Stored dataset items:
----------
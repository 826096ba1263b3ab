//! Ledger Gateway
//!
//! The on-chain pool program stores the root history and nullifier markers
//! and moves funds atomically. This module is the only way the rest of the
//! crate talks to it.

pub mod instruction;
pub mod memory;

use std::fmt;
use std::future::Future;

use serde::{Deserialize, Serialize};
use thiserror::Error;
use whalevault_privacy::{Commitment, Field, MerklePath, Nullifier, PrivacyError};
use whalevault_prover::ProofOutput;

use crate::error::{Classify, ErrorCategory};

pub use memory::InMemoryLedger;

#[derive(Error, Debug, Clone, PartialEq)]
pub enum LedgerError {
    #[error("ledger unavailable: {0}")]
    Unavailable(String),

    #[error("commitment {0} is not in the pool")]
    CommitmentNotFound(Commitment),

    #[error("nullifier {0} has already been spent")]
    NullifierSpent(Nullifier),

    #[error("proof root is not in the recent root history")]
    UnknownRoot,

    #[error("proof rejected by the verifier: {0}")]
    InvalidProof(String),

    #[error("pool holds {available} lamports, {requested} requested")]
    InsufficientFunds { available: u64, requested: u64 },

    #[error(transparent)]
    Privacy(#[from] PrivacyError),
}

impl Classify for LedgerError {
    fn category(&self) -> ErrorCategory {
        match self {
            LedgerError::Unavailable(_) => ErrorCategory::Transient,
            LedgerError::Privacy(e) => e.category(),
            _ => ErrorCategory::Protocol,
        }
    }

    fn code(&self) -> &str {
        match self {
            LedgerError::Unavailable(_) => "LEDGER_UNAVAILABLE",
            LedgerError::CommitmentNotFound(_) => "COMMITMENT_NOT_FOUND",
            LedgerError::NullifierSpent(_) => "NULLIFIER_SPENT",
            LedgerError::UnknownRoot => "UNKNOWN_ROOT",
            LedgerError::InvalidProof(_) => "INVALID_PROOF",
            LedgerError::InsufficientFunds { .. } => "INSUFFICIENT_POOL_FUNDS",
            LedgerError::Privacy(e) => e.code(),
        }
    }
}

/// Base58 transaction signature.
#[derive(Debug, Clone, PartialEq, Eq, Hash, Serialize, Deserialize)]
#[serde(transparent)]
pub struct TxSignature(pub String);

impl fmt::Display for TxSignature {
    fn fmt(&self, f: &mut fmt::Formatter<'_>) -> fmt::Result {
        f.write_str(&self.0)
    }
}

/// Root plus authentication path for one commitment.
#[derive(Debug, Clone, PartialEq)]
pub struct MembershipWitness {
    pub root: Field,
    pub path: MerklePath,
}

#[derive(Debug, Clone, Copy, PartialEq, Eq, Default, Serialize, Deserialize)]
#[serde(rename_all = "camelCase")]
pub struct PoolStats {
    pub total_value_locked: u64,
    pub total_deposits: u64,
    pub anonymity_set_size: u64,
}

/// A spend submitted by the relayer.
#[derive(Debug, Clone, PartialEq)]
pub enum RelayInstruction {
    Withdraw {
        proof: ProofOutput,
        nullifier: Nullifier,
        recipient: [u8; 32],
        amount: u64,
        fee: u64,
    },
    Transfer {
        proof: ProofOutput,
        nullifier: Nullifier,
        new_commitment: Commitment,
        amount: u64,
    },
}

impl RelayInstruction {
    pub fn proof(&self) -> &ProofOutput {
        match self {
            RelayInstruction::Withdraw { proof, .. } | RelayInstruction::Transfer { proof, .. } => {
                proof
            }
        }
    }

    pub fn nullifier(&self) -> &Nullifier {
        match self {
            RelayInstruction::Withdraw { nullifier, .. }
            | RelayInstruction::Transfer { nullifier, .. } => nullifier,
        }
    }

    pub fn amount(&self) -> u64 {
        match self {
            RelayInstruction::Withdraw { amount, .. }
            | RelayInstruction::Transfer { amount, .. } => *amount,
        }
    }

    /// Serialized instruction data for the pool program
    pub fn data(&self) -> Vec<u8> {
        match self {
            RelayInstruction::Withdraw {
                proof, amount, fee, ..
            } => instruction::withdraw_data(proof, *amount, *fee),
            RelayInstruction::Transfer { proof, amount, .. } => {
                instruction::transfer_data(proof, *amount)
            }
        }
    }
}

/// Read and write access to the pool program.
pub trait LedgerGateway: Send + Sync + 'static {
    fn membership_witness(
        &self,
        commitment: &Commitment,
    ) -> impl Future<Output = Result<MembershipWitness, LedgerError>> + Send;

    fn is_spent(&self, nullifier: &Nullifier)
    -> impl Future<Output = Result<bool, LedgerError>> + Send;

    /// Submit through the relayer; returns once the transaction is sent.
    fn submit(
        &self,
        instruction: RelayInstruction,
    ) -> impl Future<Output = Result<TxSignature, LedgerError>> + Send;

    fn is_confirmed(
        &self,
        signature: &TxSignature,
    ) -> impl Future<Output = Result<bool, LedgerError>> + Send;

    fn pool_stats(&self) -> impl Future<Output = Result<PoolStats, LedgerError>> + Send;
}
//! WhaleVault Configuration
//!
//! Shared configuration crate for the WhaleVault server and tools.
//!
//! Handles loading configuration from:
//! 1. WV_CONFIG env var (explicit path)
//! 2. ./config.toml (current directory)
//! 3. ~/.whalevault/config.toml (user home)
//!
//! Environment variables take precedence over TOML config.

use anyhow::{Context, Result, bail};
use serde::{Deserialize, Serialize};
use std::path::{Path, PathBuf};
use std::sync::OnceLock;
use std::{env, fs};

/// Global config instance for convenience access
pub static GLOBAL_CONFIG: OnceLock<VaultConfig> = OnceLock::new();

const CONFIG_FILE_NAME: &str = "config.toml";
const CONFIG_DIR_NAME: &str = ".whalevault";

// ============================================================================
// Default Constants
// ============================================================================

const DEFAULT_HOST: &str = "0.0.0.0";
const DEFAULT_PORT: u16 = 8000;

const DEFAULT_KEYS_DIR: &str = "./keys";
const DEFAULT_MAX_CONCURRENT_PROOFS: usize = 2;
const DEFAULT_JOB_TIMEOUT_SECS: u64 = 60;
const DEFAULT_JOB_RETENTION_SECS: u64 = 600;
const DEFAULT_SWEEP_INTERVAL_SECS: u64 = 30;
const DEFAULT_MOCK_PROVE_MS: u64 = 100;

const DEFAULT_FEE_BPS: u16 = 30;

const DEFAULT_CHAIN_ID: &str = "solana:devnet";
const DEFAULT_DERIVATION_VERSION: u32 = 1;

const DEFAULT_POLL_INITIAL_MS: u64 = 1000;
const DEFAULT_POLL_MAX_MS: u64 = 5000;
const DEFAULT_POLL_MULTIPLIER: f64 = 1.5;
const DEFAULT_POLL_MAX_ATTEMPTS: u32 = 60;
const DEFAULT_CONFIRM_INTERVAL_MS: u64 = 2000;
const DEFAULT_CONFIRM_MAX_ATTEMPTS: u32 = 30;

/// 0.001 SOL, exclusive lower bound
const DEFAULT_MIN_AMOUNT: u64 = 1_000_000;
/// 1000 SOL, inclusive upper bound
const DEFAULT_MAX_AMOUNT: u64 = 1_000_000_000_000;
/// 0.1, 1 and 10 SOL
const DEFAULT_DENOMINATIONS: [u64; 3] = [100_000_000, 1_000_000_000, 10_000_000_000];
----------
§ **EXERCISE BRIEF**
Reproduce each line of the entries above from the one containing "const DEFAULT_FEE_BPS: u16 = 30;" through the last, exactly, and no other line.

§ **FINISHED TASK**
const DEFAULT_FEE_BPS: u16 = 30;

const DEFAULT_CHAIN_ID: &str = "solana:devnet";
const DEFAULT_DERIVATION_VERSION: u32 = 1;

const DEFAULT_POLL_INITIAL_MS: u64 = 1000;
const DEFAULT_POLL_MAX_MS: u64 = 5000;
const DEFAULT_POLL_MULTIPLIER: f64 = 1.5;
const DEFAULT_POLL_MAX_ATTEMPTS: u32 = 60;
const DEFAULT_CONFIRM_INTERVAL_MS: u64 = 2000;
const DEFAULT_CONFIRM_MAX_ATTEMPTS: u32 = 30;

/// 0.001 SOL, exclusive lower bound
const DEFAULT_MIN_AMOUNT: u64 = 1_000_000;
/// 1000 SOL, inclusive upper bound
const DEFAULT_MAX_AMOUNT: u64 = 1_000_000_000_000;
/// 0.1, 1 and 10 SOL
const DEFAULT_DENOMINATIONS: [u64; 3] = [100_000_000, 1_000_000_000, 10_000_000_000];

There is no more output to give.